On Friday, gold (NYSEARCA:GLD) futures for February delivery, the most active contract, decreased $13.30 to settle at $1,656.60 per ounce, while silver (NYSEARCA:SLV) futures for March dropped 52 cents to close at $31.21. It was gold’s third consecutive decline.
Both precious metals traded in the red, despite the U.S. dollar seeing weakness. The greenback hit an 11-month low against the euro, as European banks will repay more of emergency three-year loans than expected.
The European Central Bank announced that nearly 280 financial institutions will return 137.2 billion euros next week, the first chance for early repayment. The median forecast was only for 84 billion euros.
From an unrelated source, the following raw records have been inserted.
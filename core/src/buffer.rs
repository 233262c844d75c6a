//! Bounded window of recently received telemetry samples.
//!
//! Keeps the most recent `capacity` samples in arrival order and evicts the
//! oldest first. This window is what gets handed to the maintenance analysis.

use std::collections::VecDeque;

use crate::device::{DeviceKind, Metric, TelemetrySample};

/// Default number of samples retained
pub const DEFAULT_CAPACITY: usize = 10;

/// A single chart point for one metric
#[derive(Debug, Clone, Copy, PartialEq, serde::Serialize)]
pub struct SeriesPoint {
    pub timestamp: i64,
    pub value: f64,
}

/// Sliding window of telemetry samples, oldest first.
#[derive(Debug, Clone)]
pub struct SampleBuffer {
    capacity: usize,
    samples: VecDeque<TelemetrySample>,
}

impl Default for SampleBuffer {
    fn default() -> Self {
        Self::new(DEFAULT_CAPACITY)
    }
}

impl SampleBuffer {
    /// Create a buffer retaining at most `capacity` samples (minimum 1)
    pub fn new(capacity: usize) -> Self {
        let capacity = capacity.max(1);
        Self {
            capacity,
            samples: VecDeque::with_capacity(capacity + 1),
        }
    }

    /// Append a sample and evict from the front until the window fits.
    /// Returns the updated contents in arrival order.
    pub fn append(&mut self, sample: TelemetrySample) -> &VecDeque<TelemetrySample> {
        self.samples.push_back(sample);
        while self.samples.len() > self.capacity {
            self.samples.pop_front();
        }
        &self.samples
    }

    /// Clear all samples
    pub fn clear(&mut self) {
        self.samples.clear();
    }

    pub fn capacity(&self) -> usize {
        self.capacity
    }

    pub fn len(&self) -> usize {
        self.samples.len()
    }

    pub fn is_empty(&self) -> bool {
        self.samples.is_empty()
    }

    pub fn iter(&self) -> impl Iterator<Item = &TelemetrySample> {
        self.samples.iter()
    }

    /// Owned copy of the window, oldest first
    pub fn snapshot(&self) -> Vec<TelemetrySample> {
        self.samples.iter().cloned().collect()
    }

    /// The last `n` samples, oldest first
    pub fn recent(&self, n: usize) -> Vec<TelemetrySample> {
        let skip = self.samples.len().saturating_sub(n);
        self.samples.iter().skip(skip).cloned().collect()
    }

    /// Newest sample reported by a device of `kind`
    pub fn latest_for(&self, kind: DeviceKind) -> Option<&TelemetrySample> {
        self.samples.iter().rev().find(|s| s.kind() == kind)
    }

    /// Values of `metric` across all samples of `kind`, oldest first
    pub fn series(&self, kind: DeviceKind, metric: Metric) -> Vec<SeriesPoint> {
        series_of(self.samples.iter(), kind, metric)
    }
}

/// Chart points for `metric` over any run of samples of `kind`
pub fn series_of<'a>(
    samples: impl IntoIterator<Item = &'a TelemetrySample>,
    kind: DeviceKind,
    metric: Metric,
) -> Vec<SeriesPoint> {
    samples
        .into_iter()
        .filter(|s| s.kind() == kind)
        .filter_map(|s| {
            s.metric(metric).map(|value| SeriesPoint {
                timestamp: s.timestamp,
                value,
            })
        })
        .collect()
}
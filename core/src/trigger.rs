//! Cadence logic for automatic maintenance analysis.

/// Number of ingested samples between automatic analyses
pub const DEFAULT_THRESHOLD: usize = 10;

/// Counts ingested samples and fires once every `threshold` of them.
///
/// Manual "run now" requests bypass the trigger entirely, so they never
/// reset or advance the count.
#[derive(Debug, Clone)]
pub struct AnalysisTrigger {
    threshold: usize,
    count: usize,
    fired: u64,
}

impl Default for AnalysisTrigger {
    fn default() -> Self {
        Self::new(DEFAULT_THRESHOLD)
    }
}

impl AnalysisTrigger {
    pub fn new(threshold: usize) -> Self {
        Self {
            threshold: threshold.max(1),
            count: 0,
            fired: 0,
        }
    }

    /// Record one successful ingestion. Returns `true` when the threshold was
    /// reached, in which case the count has already been reset to zero.
    pub fn record(&mut self) -> bool {
        self.count += 1;
        if self.count == self.threshold {
            self.count = 0;
            self.fired += 1;
            true
        } else {
            false
        }
    }

    /// Samples counted toward the next automatic analysis
    pub fn count(&self) -> usize {
        self.count
    }

    pub fn threshold(&self) -> usize {
        self.threshold
    }

    /// Automatic analyses fired so far
    pub fn fired(&self) -> u64 {
        self.fired
    }
}

#[cfg(test)]
mod tests {
    use super::*;

    fn fire_count(trigger: &mut AnalysisTrigger, n: usize) -> usize {
        (0..n).filter(|_| trigger.record()).count()
    }

    #[test]
    fn nine_records_do_not_fire() {
        let mut trigger = AnalysisTrigger::default();
        assert_eq!(fire_count(&mut trigger, 9), 0);
        assert_eq!(trigger.count(), 9);
    }

    #[test]
    fn tenth_record_fires_and_resets() {
        let mut trigger = AnalysisTrigger::default();
        assert_eq!(fire_count(&mut trigger, 10), 1);
        assert_eq!(trigger.count(), 0);
        assert_eq!(trigger.fired(), 1);
    }

    #[test]
    fn twenty_five_records_fire_twice() {
        let mut trigger = AnalysisTrigger::default();
        let fired_at: Vec<usize> = (1..=25).filter(|_| trigger.record()).collect();
        assert_eq!(fired_at, vec![10, 20]);
        assert_eq!(trigger.count(), 5);
    }

    #[test]
    fn custom_threshold() {
        let mut trigger = AnalysisTrigger::new(3);
        assert_eq!(fire_count(&mut trigger, 7), 2);
        assert_eq!(trigger.count(), 1);
    }
}
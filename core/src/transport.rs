//! WebSocket client for the telemetry feed.
//!
//! Every inbound text frame is one JSON [`TelemetrySample`]. Decoded samples
//! are queued to the session; frames that do not decode are logged and
//! skipped. The connection is closed with a Close frame when the shutdown
//! signal fires.

use std::time::Duration;

use futures_util::StreamExt;
use tokio::sync::{mpsc, watch};
use tokio_tungstenite::{connect_async, tungstenite::Message};
use tracing::{debug, info, warn};

use crate::device::TelemetrySample;
use crate::session::SessionCommand;
use crate::{MaintwatchError, Result};

/// Transport configuration
#[derive(Debug, Clone, PartialEq)]
pub struct TransportConfig {
    pub url: String,
    /// Delay before reconnecting after the feed drops; 0 disables reconnects
    pub reconnect_delay_ms: u64,
}

impl Default for TransportConfig {
    fn default() -> Self {
        Self {
            url: std::env::var("MAINTWATCH_WS_URL")
                .ok()
                .filter(|s| !s.is_empty())
                .unwrap_or_else(|| "ws://localhost:1880/ws".to_string()),
            reconnect_delay_ms: std::env::var("MAINTWATCH_RECONNECT_MS")
                .ok()
                .and_then(|v| v.parse::<u64>().ok())
                .unwrap_or(0),
        }
    }
}

/// Counters reported when the transport stops
#[derive(Debug, Clone, Default, PartialEq, Eq)]
pub struct TransportStats {
    pub connections: u64,
    pub forwarded: u64,
    pub rejected: u64,
}

enum Exit {
    Shutdown,
    PeerClosed,
    SessionGone,
}

/// Feeds decoded samples from the WebSocket into a session queue
pub struct TelemetryTransport {
    config: TransportConfig,
    sink: mpsc::Sender<SessionCommand>,
}

impl TelemetryTransport {
    pub fn new(config: TransportConfig, sink: mpsc::Sender<SessionCommand>) -> Self {
        Self { config, sink }
    }

    /// Pump messages until shutdown, until the session goes away, or until the
    /// feed drops with reconnects disabled.
    pub async fn run(self, mut shutdown: watch::Receiver<bool>) -> Result<TransportStats> {
        let mut stats = TransportStats::default();

        loop {
            if *shutdown.borrow() {
                return Ok(stats);
            }

            match self.connect_and_pump(&mut shutdown, &mut stats).await {
                Ok(Exit::Shutdown) | Ok(Exit::SessionGone) => return Ok(stats),
                Ok(Exit::PeerClosed) => {
                    info!(target: "transport", url = %self.config.url, "Telemetry feed closed by peer");
                    if self.config.reconnect_delay_ms == 0 {
                        return Ok(stats);
                    }
                }
                Err(e) => {
                    warn!(target: "transport", url = %self.config.url, error = %e, "Telemetry feed error");
                    if self.config.reconnect_delay_ms == 0 {
                        return Err(e);
                    }
                }
            }

            let delay = Duration::from_millis(self.config.reconnect_delay_ms);
            debug!(target: "transport", ?delay, "Reconnecting");
            tokio::select! {
                _ = tokio::time::sleep(delay) => {}
                _ = shutdown.changed() => return Ok(stats),
            }
        }
    }

    async fn connect_and_pump(
        &self,
        shutdown: &mut watch::Receiver<bool>,
        stats: &mut TransportStats,
    ) -> Result<Exit> {
        let (mut ws, _) = tokio::select! {
            res = connect_async(self.config.url.as_str()) => res.map_err(|e| {
                MaintwatchError::TransportError(format!("Failed to connect to {}: {e}", self.config.url))
            })?,
            _ = shutdown.changed() => return Ok(Exit::Shutdown),
        };
        stats.connections += 1;
        info!(target: "transport", url = %self.config.url, "Connected to telemetry feed");

        loop {
            tokio::select! {
                _ = shutdown.changed() => {
                    if let Err(e) = ws.close(None).await {
                        debug!(target: "transport", error = %e, "Close handshake failed");
                    }
                    info!(target: "transport", "Telemetry feed released");
                    return Ok(Exit::Shutdown);
                }
                msg = ws.next() => match msg {
                    Some(Ok(Message::Text(text))) => {
                        if !self.forward(text.as_str(), stats).await {
                            return Ok(Exit::SessionGone);
                        }
                    }
                    Some(Ok(Message::Binary(bytes))) => match std::str::from_utf8(&bytes) {
                        Ok(text) => {
                            if !self.forward(text, stats).await {
                                return Ok(Exit::SessionGone);
                            }
                        }
                        Err(e) => {
                            stats.rejected += 1;
                            warn!(target: "transport", error = %e, "Dropping non UTF-8 frame");
                        }
                    },
                    Some(Ok(Message::Close(_))) | None => return Ok(Exit::PeerClosed),
                    Some(Ok(_)) => {}
                    Some(Err(e)) => {
                        return Err(MaintwatchError::TransportError(format!("WebSocket error: {e}")));
                    }
                },
            }
        }
    }

    /// Decode and queue one message. Returns `false` once the session is gone.
    async fn forward(&self, text: &str, stats: &mut TransportStats) -> bool {
        let sample = match serde_json::from_str::<TelemetrySample>(text) {
            Ok(sample) => sample,
            Err(e) => {
                stats.rejected += 1;
                warn!(target: "transport", error = %e, "Dropping undecodable telemetry message");
                return true;
            }
        };
        debug!(target: "transport", device_id = %sample.device_id, "Received device data");

        if self.sink.send(SessionCommand::Ingest(sample)).await.is_err() {
            warn!(target: "transport", "Session closed; stopping transport");
            return false;
        }
        stats.forwarded += 1;
        true
    }
}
Christian Schulz, senior economist at Berenberg Bank, told Bloomberg, “The ECB is taking back some of the extra liquidity it injected into the banking system a year ago. This is a stark contrast to other central banks such as the U.S. Federal Reserve, the Bank of England and the Bank of Japan, who are still blowing up their balance sheets. No wonder that the euro exchange rate is going up.”
In afternoon trading, the SPDR Gold Trust (NYSEARCA:GLD) declined 0.50 percent, while the iShares Silver Trust (NYSEARCA:SLV) dropped 1.60 percent. Gold miners (NYSEARCA:GDX) such as Barrick Gold (NYSE:ABX) and Newmont Mining (NYSE:NEM) both fell more than 1 percent. Silver names such as First Majestic Silver (NYSE:AG) and Endeavour Silver (NYSE:EXK) declined 3.2 percent and 5.2 percent, respectively.